Фантастической логике подчинены сны героев Ф. М. Достоевского: «…перескакиваешь через пространство и время и через законы бытия и рассудка и останавливаешься лишь на точках, о которых грезит сердце» («Сон смешного человека» (1877)). С точки зрения Бахтина, сон у Достоевского – это «возможность совсем другой жизни, организованной по другим законам, чем обычная („иногда прямо как „мир наизнанку“) “42. Жизнь, увиденная во сне, заставляет героя, взглянуть на собственную жизнь другими глазами, изнутри другой жизни; тем самым иначе оценить его настоящую жизнь, „в свете увиденной во сне иной возможности“ (Бахтин): см. сон Раскольникова об убийстве лошади. „Пороговые“ сны героев Достоевского, в которых создаётся „невозможная в обычной жизни исключительная ситуация“, имеют целью испытание идеи и человека идеи» и восходят к традициям мениппеи (её основным разновидностям: «сонной сатире», «фантастическим путешествиям» с утопическим элементом“43).
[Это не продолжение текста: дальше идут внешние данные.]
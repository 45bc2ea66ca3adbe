use std::sync::Arc;

use axum::extract::State;
use axum::http::StatusCode;
use axum::Json;
use chrono::{Duration, Utc};
use serde::Deserialize;
use serde_json::{json, Value};
use uuid::Uuid;

use crate::auth::{self, Subject};
use crate::db::queries;
use crate::errors::AppError;
use crate::models::User;
use crate::services::email::{generate_code, EmailPurpose};
use crate::state::AppState;

const CODE_TTL_MINUTES: i64 = 10;

fn user_json(user: &User) -> Value {
    json!({
        "user_id": user.user_id,
        "name": user.name,
        "email": user.email,
        "phone_number": user.phone_number,
        "cnic": user.cnic,
        "is_email_verified": user.is_email_verified,
        "created_at": user.created_at.format("%Y-%m-%d %H:%M:%S").to_string(),
    })
}

fn user_token(state: &AppState, user: &User) -> Result<String, AppError> {
    let subject = Subject::User {
        user_id: user.user_id.clone(),
        email: user.email.clone().unwrap_or_default(),
    };
    auth::issue_token(&subject, &state.config.jwt_secret)
}

// POST /api/users/signup/send-code
#[derive(Deserialize)]
pub struct SendSignupCodeRequest {
    pub name: Option<String>,
    pub email: Option<String>,
    pub phone_number: Option<String>,
    pub password: Option<String>,
    pub cnic: Option<String>,
}

pub async fn send_signup_code(
    State(state): State<Arc<AppState>>,
    Json(body): Json<SendSignupCodeRequest>,
) -> Result<Json<Value>, AppError> {
    let email = body.email.as_deref().map(str::trim).unwrap_or("");
    let phone_number = body.phone_number.as_deref().map(str::trim).unwrap_or("");
    let password = body.password.as_deref().unwrap_or("");
    if email.is_empty() || phone_number.is_empty() || password.is_empty() {
        return Err(AppError::Validation(
            "Missing required fields: email, phone_number, password".to_string(),
        ));
    }

    if let Some(cnic) = body.cnic.as_deref() {
        if cnic.len() != 13 || !cnic.chars().all(|c| c.is_ascii_digit()) {
            return Err(AppError::Validation(
                "Invalid CNIC: must be exactly 13 digits".to_string(),
            ));
        }
    }

    let code = generate_code();
    let expires = Utc::now().naive_utc() + Duration::minutes(CODE_TTL_MINUTES);
    let password_hash = bcrypt::hash(password, bcrypt::DEFAULT_COST)
        .map_err(|e| AppError::Internal(anyhow::anyhow!("failed to hash password: {e}")))?;

    let user_id = {
        let db = state.db.lock().unwrap();
        match queries::get_user_by_email(&db, email)? {
            Some(existing) if existing.is_email_verified => {
                return Err(AppError::Validation(
                    "Email already registered and verified".to_string(),
                ));
            }
            Some(existing) => {
                queries::update_signup_user(
                    &db,
                    &existing.user_id,
                    body.name.as_deref(),
                    phone_number,
                    &password_hash,
                    body.cnic.as_deref(),
                    &code,
                    &expires,
                )?;
                existing.user_id
            }
            None => {
                let user_id = Uuid::new_v4().to_string();
                queries::create_signup_user(
                    &db,
                    &user_id,
                    body.name.as_deref(),
                    email,
                    phone_number,
                    &password_hash,
                    body.cnic.as_deref(),
                    &code,
                    &expires,
                )?;
                user_id
            }
        }
    };

    // The code is only usable if the mail actually went out.
    if let Err(e) = state.email.send_code(email, &code, EmailPurpose::Signup).await {
        tracing::error!("failed to send signup code to {email}: {e:#}");
        let db = state.db.lock().unwrap();
        queries::clear_verification_code(&db, &user_id)?;
        return Err(AppError::Email(
            "Failed to send verification email. Please try again.".to_string(),
        ));
    }

    Ok(Json(json!({
        "message": "Verification code sent to your email",
        "email": email,
    })))
}

// POST /api/users/signup/verify-code
#[derive(Deserialize)]
pub struct VerifySignupCodeRequest {
    pub email: Option<String>,
    pub code: Option<String>,
}

pub async fn verify_signup_code(
    State(state): State<Arc<AppState>>,
    Json(body): Json<VerifySignupCodeRequest>,
) -> Result<(StatusCode, Json<Value>), AppError> {
    let (email, code) = match (body.email.as_deref(), body.code.as_deref()) {
        (Some(e), Some(c)) if !e.is_empty() && !c.is_empty() => (e, c),
        _ => {
            return Err(AppError::Validation(
                "Email and verification code are required".to_string(),
            ))
        }
    };

    let db = state.db.lock().unwrap();

    let mut user = queries::get_user_by_email(&db, email)?
        .filter(|u| u.verification_code.as_deref() == Some(code))
        .ok_or_else(|| AppError::Validation("Invalid verification code".to_string()))?;

    let expired = user
        .verification_code_expires
        .map(|exp| Utc::now().naive_utc() > exp)
        .unwrap_or(true);
    if expired {
        return Err(AppError::Validation(
            "Verification code has expired".to_string(),
        ));
    }

    queries::mark_user_verified(&db, &user.user_id)?;
    user.is_email_verified = true;

    let token = user_token(&state, &user)?;

    Ok((
        StatusCode::CREATED,
        Json(json!({
            "message": "User registered successfully",
            "user": user_json(&user),
            "token": token,
        })),
    ))
}

// POST /api/users/login
#[derive(Deserialize)]
pub struct LoginRequest {
    pub email: Option<String>,
    pub password: Option<String>,
}

pub async fn login(
    State(state): State<Arc<AppState>>,
    Json(body): Json<LoginRequest>,
) -> Result<Json<Value>, AppError> {
    let (email, password) = match (body.email.as_deref(), body.password.as_deref()) {
        (Some(e), Some(p)) if !e.is_empty() && !p.is_empty() => (e, p),
        _ => {
            return Err(AppError::Validation(
                "Email and password are required".to_string(),
            ))
        }
    };

    let db = state.db.lock().unwrap();

    let user = queries::get_user_by_email(&db, email)?
        .ok_or_else(|| AppError::Unauthorized("Invalid email or password".to_string()))?;

    if !user.is_email_verified {
        return Err(AppError::Unauthorized(
            "Please verify your email before logging in".to_string(),
        ));
    }

    let hash = user.password.as_deref().unwrap_or("");
    let matches = bcrypt::verify(password, hash).unwrap_or(false);
    if !matches {
        return Err(AppError::Unauthorized(
            "Invalid email or password".to_string(),
        ));
    }

    let token = user_token(&state, &user)?;

    Ok(Json(json!({
        "message": "Login successful",
        "user": user_json(&user),
        "token": token,
    })))
}

// POST /api/users/forgot-password/send-code
#[derive(Deserialize)]
pub struct ForgotPasswordRequest {
    pub email: Option<String>,
}

pub async fn send_reset_code(
    State(state): State<Arc<AppState>>,
    Json(body): Json<ForgotPasswordRequest>,
) -> Result<Json<Value>, AppError> {
    let email = body
        .email
        .as_deref()
        .filter(|e| !e.is_empty())
        .ok_or_else(|| AppError::Validation("Email is required".to_string()))?;

    let code = generate_code();
    let expires = Utc::now().naive_utc() + Duration::minutes(CODE_TTL_MINUTES);

    let user_id = {
        let db = state.db.lock().unwrap();
        let user = queries::get_user_by_email(&db, email)?
            .ok_or_else(|| AppError::NotFound("User with this email does not exist".to_string()))?;

        if !user.is_email_verified {
            return Err(AppError::Validation(
                "Email is not verified. Please complete registration first.".to_string(),
            ));
        }

        queries::set_reset_code(&db, &user.user_id, &code, &expires)?;
        user.user_id
    };

    if let Err(e) = state
        .email
        .send_code(email, &code, EmailPurpose::PasswordReset)
        .await
    {
        tracing::error!("failed to send reset code to {email}: {e:#}");
        let db = state.db.lock().unwrap();
        queries::clear_reset_code(&db, &user_id)?;
        return Err(AppError::Email(
            "Failed to send password reset email. Please try again.".to_string(),
        ));
    }

    Ok(Json(json!({
        "message": "Password reset code sent to your email",
        "email": email,
    })))
}

// POST /api/users/forgot-password/verify-code
#[derive(Deserialize)]
pub struct VerifyResetCodeRequest {
    pub email: Option<String>,
    pub code: Option<String>,
}

fn check_reset_code(user: &User, code: &str) -> Result<(), AppError> {
    if user.reset_password_code.as_deref() != Some(code) {
        return Err(AppError::Validation("Invalid reset code".to_string()));
    }
    let expired = user
        .reset_password_expires
        .map(|exp| Utc::now().naive_utc() > exp)
        .unwrap_or(true);
    if expired {
        return Err(AppError::Validation("Reset code has expired".to_string()));
    }
    Ok(())
}

pub async fn verify_reset_code(
    State(state): State<Arc<AppState>>,
    Json(body): Json<VerifyResetCodeRequest>,
) -> Result<Json<Value>, AppError> {
    let (email, code) = match (body.email.as_deref(), body.code.as_deref()) {
        (Some(e), Some(c)) if !e.is_empty() && !c.is_empty() => (e, c),
        _ => {
            return Err(AppError::Validation(
                "Email and reset code are required".to_string(),
            ))
        }
    };

    let db = state.db.lock().unwrap();

    let user = queries::get_user_by_email(&db, email)?
        .ok_or_else(|| AppError::Validation("Invalid reset code".to_string()))?;
    check_reset_code(&user, code)?;

    Ok(Json(json!({
        "message": "Reset code verified successfully",
        "email": email,
        "canResetPassword": true,
    })))
}

// POST /api/users/forgot-password/reset
#[derive(Deserialize)]
pub struct ResetPasswordRequest {
    pub email: Option<String>,
    pub code: Option<String>,
    pub password: Option<String>,
    #[serde(rename = "confirmPassword")]
    pub confirm_password: Option<String>,
}

pub async fn reset_password(
    State(state): State<Arc<AppState>>,
    Json(body): Json<ResetPasswordRequest>,
) -> Result<Json<Value>, AppError> {
    let (email, code, password, confirm) = match (
        body.email.as_deref(),
        body.code.as_deref(),
        body.password.as_deref(),
        body.confirm_password.as_deref(),
    ) {
        (Some(e), Some(c), Some(p), Some(cp))
            if !e.is_empty() && !c.is_empty() && !p.is_empty() && !cp.is_empty() =>
        {
            (e, c, p, cp)
        }
        _ => return Err(AppError::Validation("All fields are required".to_string())),
    };

    if password != confirm {
        return Err(AppError::Validation("Passwords do not match".to_string()));
    }
    if password.len() < 6 {
        return Err(AppError::Validation(
            "Password must be at least 6 characters long".to_string(),
        ));
    }

    let db = state.db.lock().unwrap();

    let user = queries::get_user_by_email(&db, email)?
        .ok_or_else(|| AppError::Validation("Invalid reset code".to_string()))?;
    check_reset_code(&user, code)?;

    let password_hash = bcrypt::hash(password, bcrypt::DEFAULT_COST)
        .map_err(|e| AppError::Internal(anyhow::anyhow!("failed to hash password: {e}")))?;
    queries::update_user_password(&db, &user.user_id, &password_hash)?;

    Ok(Json(json!({ "message": "Password reset successfully" })))
}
В. Захаров различает фантастические сны (предсмертный сон Свидригайлова, сны Алёши, Мити и Ивана в „Братьях Карамазовых“) и сны, не имеющие отношения к „сновидческой фантастике“ (сон Прохарчина в рассказе „Господин Прохарчин“, два сна Мышкина в „Идиоте“, два сна Аркадия Долгорукого в „Подростке“, сон Голядкина в повести „Двойник“) в произведениях Достоевского. По словам Захарова, „в этих снах на первый план выступает не философское, а психологическое содержание, которое не разрушает «простой целостности образа героя»44. К образцам нефантастического сна в русской реалистической литературе можно отнести и сон Обломова45.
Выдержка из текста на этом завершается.